-- Opening Marker --

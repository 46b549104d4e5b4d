//! HSL, RGB and hex conversions.
//!
//! HSL with integer degrees and percentages is the canonical color form in
//! this crate. RGB and hex are always derived from it, so a color picked in
//! RGB (eyedropper, hex input) is stored after a round trip through
//! [`rgb_to_hsl`].

use std::fmt;
use std::str::FromStr;

use crate::error::PaletteError;

/// A color in integer HSL: hue in degrees `0..360`, saturation and lightness
/// in percent `0..=100`.
#[derive(Debug, Clone, Copy, PartialEq, Eq, Hash, Default)]
pub struct Color {
    h: u16,
    s: u8,
    l: u8,
}

impl Color {
    /// Hue wraps modulo 360; saturation and lightness saturate at 100.
    pub fn new(h: u16, s: u8, l: u8) -> Self {
        Self {
            h: h % 360,
            s: s.min(100),
            l: l.min(100),
        }
    }

    pub fn from_rgb(r: u8, g: u8, b: u8) -> Self {
        let (h, s, l) = rgb_to_hsl(r, g, b);
        Self::new(h, s, l)
    }

    pub fn hue(&self) -> u16 {
        self.h
    }

    pub fn saturation(&self) -> u8 {
        self.s
    }

    pub fn lightness(&self) -> u8 {
        self.l
    }

    pub fn to_hsl(&self) -> (u16, u8, u8) {
        (self.h, self.s, self.l)
    }

    pub fn to_rgb(&self) -> (u8, u8, u8) {
        hsl_to_rgb(self.h, self.s, self.l)
    }

    /// Lowercase `#rrggbb`.
    pub fn to_hex(&self) -> String {
        hsl_to_hex(self.h, self.s, self.l)
    }

    /// Uppercase `#RRGGBB`, the form shown on swatch labels.
    pub fn hex_upper(&self) -> String {
        self.to_hex().to_uppercase()
    }

    pub fn rgb_css(&self) -> String {
        let (r, g, b) = self.to_rgb();
        format!("rgb({r}, {g}, {b})")
    }

    pub fn hsl_css(&self) -> String {
        format!("hsl({}, {}%, {}%)", self.h, self.s, self.l)
    }
}

impl fmt::Display for Color {
    fn fmt(&self, f: &mut fmt::Formatter<'_>) -> fmt::Result {
        f.write_str(&self.to_hex())
    }
}

/// Convert HSL (degrees, percent, percent) to 8-bit RGB.
///
/// Uses the `k = (n + h / 30) mod 12` channel formulation, with every channel
/// rounded to the nearest integer.
pub fn hsl_to_rgb(h: u16, s: u8, l: u8) -> (u8, u8, u8) {
    let h = f64::from(h % 360);
    let s = f64::from(s.min(100)) / 100.0;
    let l = f64::from(l.min(100)) / 100.0;
    let a = s * l.min(1.0 - l);

    let channel = |n: f64| -> u8 {
        let k = (n + h / 30.0) % 12.0;
        let c = l - a * (k - 3.0).min(9.0 - k).min(1.0).max(-1.0);
        (255.0 * c).round().clamp(0.0, 255.0) as u8
    };

    (channel(0.0), channel(8.0), channel(4.0))
}

/// Convert HSL to a lowercase, zero-padded `#rrggbb` string.
pub fn hsl_to_hex(h: u16, s: u8, l: u8) -> String {
    let (r, g, b) = hsl_to_rgb(h, s, l);
    format!("#{r:02x}{g:02x}{b:02x}")
}

/// Convert 8-bit RGB to integer HSL.
///
/// Achromatic input (`max == min`) yields hue and saturation 0. A hue that
/// rounds up to 360 is reported as 0.
pub fn rgb_to_hsl(r: u8, g: u8, b: u8) -> (u16, u8, u8) {
    let r = f64::from(r) / 255.0;
    let g = f64::from(g) / 255.0;
    let b = f64::from(b) / 255.0;

    let max = r.max(g).max(b);
    let min = r.min(g).min(b);
    let l = (max + min) / 2.0;
    let lightness = (l * 100.0).round() as u8;

    if max == min {
        return (0, 0, lightness);
    }

    let d = max - min;
    let s = if l > 0.5 {
        d / (2.0 - max - min)
    } else {
        d / (max + min)
    };

    let sector = if max == r {
        (g - b) / d + if g < b { 6.0 } else { 0.0 }
    } else if max == g {
        (b - r) / d + 2.0
    } else {
        (r - g) / d + 4.0
    };
    let h = sector / 6.0;

    (
        ((h * 360.0).round() as u16) % 360,
        (s * 100.0).round() as u8,
        lightness,
    )
}

impl FromStr for Color {
    type Err = PaletteError;

    /// Accepts `#rrggbb`, `rrggbb`, `#rgb`, `rgb(r, g, b)` and
    /// `hsl(h, s%, l%)`, case-insensitively.
    fn from_str(input: &str) -> Result<Self, Self::Err> {
        let text = input.trim().to_ascii_lowercase();
        let invalid = || PaletteError::invalid_color(input);

        if let Some(args) = function_args(&text, "rgb") {
            let [r, g, b] = args.ok_or_else(invalid)?;
            let channel = |v: &str| v.parse::<u8>().map_err(|_| invalid());
            return Ok(Color::from_rgb(channel(r)?, channel(g)?, channel(b)?));
        }

        if let Some(args) = function_args(&text, "hsl") {
            let [h, s, l] = args.ok_or_else(invalid)?;
            let h = h.parse::<u16>().ok().filter(|h| *h < 360).ok_or_else(invalid)?;
            let percent = |v: &str| {
                v.strip_suffix('%')
                    .unwrap_or(v)
                    .trim()
                    .parse::<u8>()
                    .ok()
                    .filter(|p| *p <= 100)
                    .ok_or_else(invalid)
            };
            return Ok(Color::new(h, percent(s)?, percent(l)?));
        }

        let hex = text.strip_prefix('#').unwrap_or(&text);
        if !hex.chars().all(|c| c.is_ascii_hexdigit()) {
            return Err(invalid());
        }
        let (r, g, b) = match hex.len() {
            6 => (
                u8::from_str_radix(&hex[0..2], 16).map_err(|_| invalid())?,
                u8::from_str_radix(&hex[2..4], 16).map_err(|_| invalid())?,
                u8::from_str_radix(&hex[4..6], 16).map_err(|_| invalid())?,
            ),
            3 => {
                let digit = |i: usize| {
                    u8::from_str_radix(&hex[i..i + 1], 16)
                        .map(|v| v * 17)
                        .map_err(|_| invalid())
                };
                (digit(0)?, digit(1)?, digit(2)?)
            }
            _ => return Err(invalid()),
        };
        Ok(Color::from_rgb(r, g, b))
    }
}

/// Split `name(a, b, c)` into its three trimmed arguments.
///
/// Returns `None` when `text` is not a call to `name`, `Some(None)` when it is
/// but the argument list is malformed.
fn function_args<'a>(text: &'a str, name: &str) -> Option<Option<[&'a str; 3]>> {
    let inner = text.strip_prefix(name)?.trim_start().strip_prefix('(')?;
    let Some(inner) = inner.strip_suffix(')') else {
        return Some(None);
    };
    let parts: Vec<&str> = inner.split(',').map(str::trim).collect();
    Some(match parts.as_slice() {
        [a, b, c] => Some([*a, *b, *c]),
        _ => None,
    })
}
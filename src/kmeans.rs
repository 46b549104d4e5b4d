//! K-means clustering of sampled pixels into representative colors.
//!
//! The default clusterer works directly in 8-bit RGB with a fixed iteration
//! budget, so its runtime depends only on the sample count and `k`. Seeds are
//! drawn from the samples with replacement and a cluster that receives no
//! samples keeps its previous centroid; it is never re-seeded.
//!
//! [`cluster_lab`] is an alternative backend that clusters in CIE Lab with
//! `kmeans_colors`, for callers that prefer perceptual grouping.

use kmeans_colors::get_kmeans;
use palette::{IntoColor, Lab, Srgb};
use rand::Rng;

use crate::color::Color;
use crate::error::{PaletteError, Result};
use crate::sampler::Pixel;

/// Number of assignment/update rounds. There is no early exit.
pub const ITERATIONS: usize = 10;

/// Cluster `samples` into exactly `k` colors using [`ITERATIONS`] rounds.
pub fn cluster<R: Rng>(samples: &[Pixel], k: usize, rng: &mut R) -> Result<Vec<Color>> {
    cluster_with_iterations(samples, k, ITERATIONS, rng)
}

pub fn cluster_with_iterations<R: Rng>(
    samples: &[Pixel],
    k: usize,
    iterations: usize,
    rng: &mut R,
) -> Result<Vec<Color>> {
    let mut centroids = seed_centroids(samples, k, rng)?;
    refine(samples, &mut centroids, iterations);

    tracing::debug!(samples = samples.len(), k, iterations, "Clustered samples");
    Ok(centroids
        .iter()
        .map(|c| Color::from_rgb(c.red, c.green, c.blue))
        .collect())
}

/// Draw `k` seeds uniformly from `samples`, with replacement.
pub fn seed_centroids<R: Rng>(samples: &[Pixel], k: usize, rng: &mut R) -> Result<Vec<Pixel>> {
    if samples.is_empty() {
        return Err(PaletteError::InsufficientData);
    }
    Ok((0..k)
        .map(|_| samples[rng.random_range(0..samples.len())])
        .collect())
}

/// Run `iterations` full rounds starting from `centroids`.
pub fn refine(samples: &[Pixel], centroids: &mut [Pixel], iterations: usize) {
    for iteration in 0..iterations {
        let empty = step(samples, centroids);
        tracing::trace!(iteration, empty, "k-means round");
    }
}

/// One assignment and update round. Returns the number of empty clusters.
pub fn step(samples: &[Pixel], centroids: &mut [Pixel]) -> usize {
    let mut sums = vec![[0u64; 3]; centroids.len()];
    let mut counts = vec![0u64; centroids.len()];

    for pixel in samples {
        let idx = nearest(pixel, centroids);
        sums[idx][0] += u64::from(pixel.red);
        sums[idx][1] += u64::from(pixel.green);
        sums[idx][2] += u64::from(pixel.blue);
        counts[idx] += 1;
    }

    let mut empty = 0;
    for ((centroid, sum), &count) in centroids.iter_mut().zip(&sums).zip(&counts) {
        if count == 0 {
            // left where it was
            empty += 1;
            continue;
        }
        *centroid = Srgb::new(
            rounded_mean(sum[0], count),
            rounded_mean(sum[1], count),
            rounded_mean(sum[2], count),
        );
    }
    empty
}

/// Index of the closest centroid; the lowest index wins ties.
fn nearest(pixel: &Pixel, centroids: &[Pixel]) -> usize {
    let mut best_idx = 0;
    let mut best_dist = u32::MAX;
    for (idx, c) in centroids.iter().enumerate() {
        let dr = i32::from(pixel.red) - i32::from(c.red);
        let dg = i32::from(pixel.green) - i32::from(c.green);
        let db = i32::from(pixel.blue) - i32::from(c.blue);
        let dist = (dr * dr + dg * dg + db * db) as u32;
        if dist < best_dist {
            best_dist = dist;
            best_idx = idx;
        }
    }
    best_idx
}

/// `sum / count` rounded half up.
fn rounded_mean(sum: u64, count: u64) -> u8 {
    ((2 * sum + count) / (2 * count)) as u8
}

/// Cluster `pixels` in CIE Lab with `kmeans_colors`.
///
/// Unlike [`cluster`] this converges on a tolerance (at most 20 rounds) and
/// uses k-means++ seeding driven by `seed`. `kmeans_colors` drops centroids
/// when there are fewer distinct colors than `k`; the ones it returns are
/// then repeated in order until there are exactly `k`.
pub fn cluster_lab(pixels: &[Pixel], k: usize, seed: u64) -> Result<Vec<Color>> {
    if pixels.is_empty() {
        return Err(PaletteError::InsufficientData);
    }
    if k == 0 {
        return Ok(Vec::new());
    }

    let mut lab_pixels: Vec<Lab> = Vec::with_capacity(pixels.len());
    for &pixel in pixels {
        lab_pixels.push(pixel.into_linear().into_color());
    }

    let kmeans = get_kmeans(k, 20, 1e-4, false, &lab_pixels, seed);
    let found: Vec<Color> = kmeans
        .centroids
        .iter()
        .map(|&lab| {
            let rgb_f32: Srgb<f32> = Srgb::from_linear(lab.into_color());
            let c: Srgb<u8> = rgb_f32.into_format::<u8>();
            Color::from_rgb(c.red, c.green, c.blue)
        })
        .collect();
    if found.is_empty() {
        return Err(PaletteError::InsufficientData);
    }
    tracing::debug!(pixels = pixels.len(), k, found = found.len(), "Clustered pixels in Lab");

    Ok(found.iter().copied().cycle().take(k).collect())
}

#[cfg(test)]
mod tests {
    use super::*;
    use pretty_assertions::assert_eq;
    use rand::SeedableRng;
    use rand::rngs::StdRng;

    fn px(r: u8, g: u8, b: u8) -> Pixel {
        Srgb::new(r, g, b)
    }

    fn hue_distance(a: u16, b: u16) -> u16 {
        let d = a.abs_diff(b);
        d.min(360 - d)
    }

    #[test]
    fn returns_exactly_k_colors() {
        let mut rng = StdRng::seed_from_u64(7);
        let samples: Vec<Pixel> = (0..50u8).map(|i| px(i * 5, 255 - i * 3, i)).collect();
        for k in 1..=10 {
            assert_eq!(cluster(&samples, k, &mut rng).unwrap().len(), k);
        }
    }

    #[test]
    fn more_clusters_than_samples_duplicates_points() {
        let mut rng = StdRng::seed_from_u64(1);
        let colors = cluster(&[px(255, 0, 0)], 4, &mut rng).unwrap();
        assert_eq!(colors, vec![Color::new(0, 100, 50); 4]);
    }

    #[test]
    fn empty_samples_are_insufficient() {
        let mut rng = StdRng::seed_from_u64(1);
        assert!(matches!(cluster(&[], 3, &mut rng), Err(PaletteError::InsufficientData)));
    }

    #[test]
    fn same_seed_same_palette() {
        let samples: Vec<Pixel> = (0..200u32)
            .map(|i| px((i * 37 % 256) as u8, (i * 91 % 256) as u8, (i * 13 % 256) as u8))
            .collect();
        let a = cluster(&samples, 5, &mut StdRng::seed_from_u64(42)).unwrap();
        let b = cluster(&samples, 5, &mut StdRng::seed_from_u64(42)).unwrap();
        assert_eq!(a, b);
    }

    #[test]
    fn centroids_move_to_rounded_means() {
        let samples = vec![
            px(250, 0, 0),
            px(252, 0, 0),
            px(254, 0, 0),
            px(255, 0, 0),
            px(0, 0, 200),
            px(0, 0, 210),
        ];
        let mut centroids = vec![px(250, 0, 0), px(0, 0, 200)];
        refine(&samples, &mut centroids, ITERATIONS);
        // 1011 / 4 = 252.75
        assert_eq!(centroids, vec![px(253, 0, 0), px(0, 0, 205)]);
    }

    #[test]
    fn ties_go_to_lowest_index() {
        let mut centroids = vec![px(90, 100, 100), px(110, 100, 100)];
        let empty = step(&[px(100, 100, 100)], &mut centroids);
        assert_eq!(empty, 1);
        assert_eq!(centroids, vec![px(100, 100, 100), px(110, 100, 100)]);
    }

    // Empty clusters are not re-seeded: a centroid that wins no samples stays
    // exactly where it was for the whole run.
    #[test]
    fn empty_cluster_keeps_previous_centroid() {
        let samples = vec![px(10, 10, 10), px(12, 12, 12), px(240, 240, 240)];
        let mut centroids = vec![px(10, 10, 10), px(0, 255, 0), px(240, 240, 240)];
        refine(&samples, &mut centroids, ITERATIONS);
        assert_eq!(centroids, vec![px(11, 11, 11), px(0, 255, 0), px(240, 240, 240)]);

        let mut duplicated = vec![px(10, 10, 10), px(10, 10, 10)];
        assert_eq!(step(&samples, &mut duplicated), 1);
        assert_eq!(duplicated[1], px(10, 10, 10));
    }

    #[test]
    fn lab_backend_separates_distinct_colors() {
        let mut pixels = vec![px(255, 0, 0); 50];
        pixels.extend(vec![px(0, 0, 255); 50]);

        let colors = cluster_lab(&pixels, 2, 0).unwrap();
        assert_eq!(colors.len(), 2);
        assert!(colors.iter().any(|c| hue_distance(c.hue(), 0) <= 3));
        assert!(colors.iter().any(|c| hue_distance(c.hue(), 240) <= 3));
    }

    #[test]
    fn lab_backend_fills_k_from_a_solid_color() {
        let colors = cluster_lab(&[px(0, 128, 0); 16], 5, 4).unwrap();
        assert_eq!(colors.len(), 5);
        assert!(colors.iter().all(|c| *c == colors[0]));
        assert!(hue_distance(colors[0].hue(), 120) <= 3);
    }

    #[test]
    fn lab_backend_repeats_centroids_when_colors_run_out() {
        let colors = cluster_lab(&[px(255, 0, 0), px(0, 0, 255)], 5, 1).unwrap();
        assert_eq!(colors.len(), 5);
        assert!(colors.iter().all(|c| {
            hue_distance(c.hue(), 0) <= 3 || hue_distance(c.hue(), 240) <= 3
        }));
    }

    #[test]
    fn lab_backend_needs_pixels() {
        assert!(matches!(cluster_lab(&[], 2, 0), Err(PaletteError::InsufficientData)));
    }
}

-- Closing Marker --

## Task details:
Your task is to copy each line of the material that contains the word "StdRng".

## Answer section:
    use rand::rngs::StdRng;
        let mut rng = StdRng::seed_from_u64(7);
        let mut rng = StdRng::seed_from_u64(1);
        let mut rng = StdRng::seed_from_u64(1);
        let a = cluster(&samples, 5, &mut StdRng::seed_from_u64(42)).unwrap();
        let b = cluster(&samples, 5, &mut StdRng::seed_from_u64(42)).unwrap();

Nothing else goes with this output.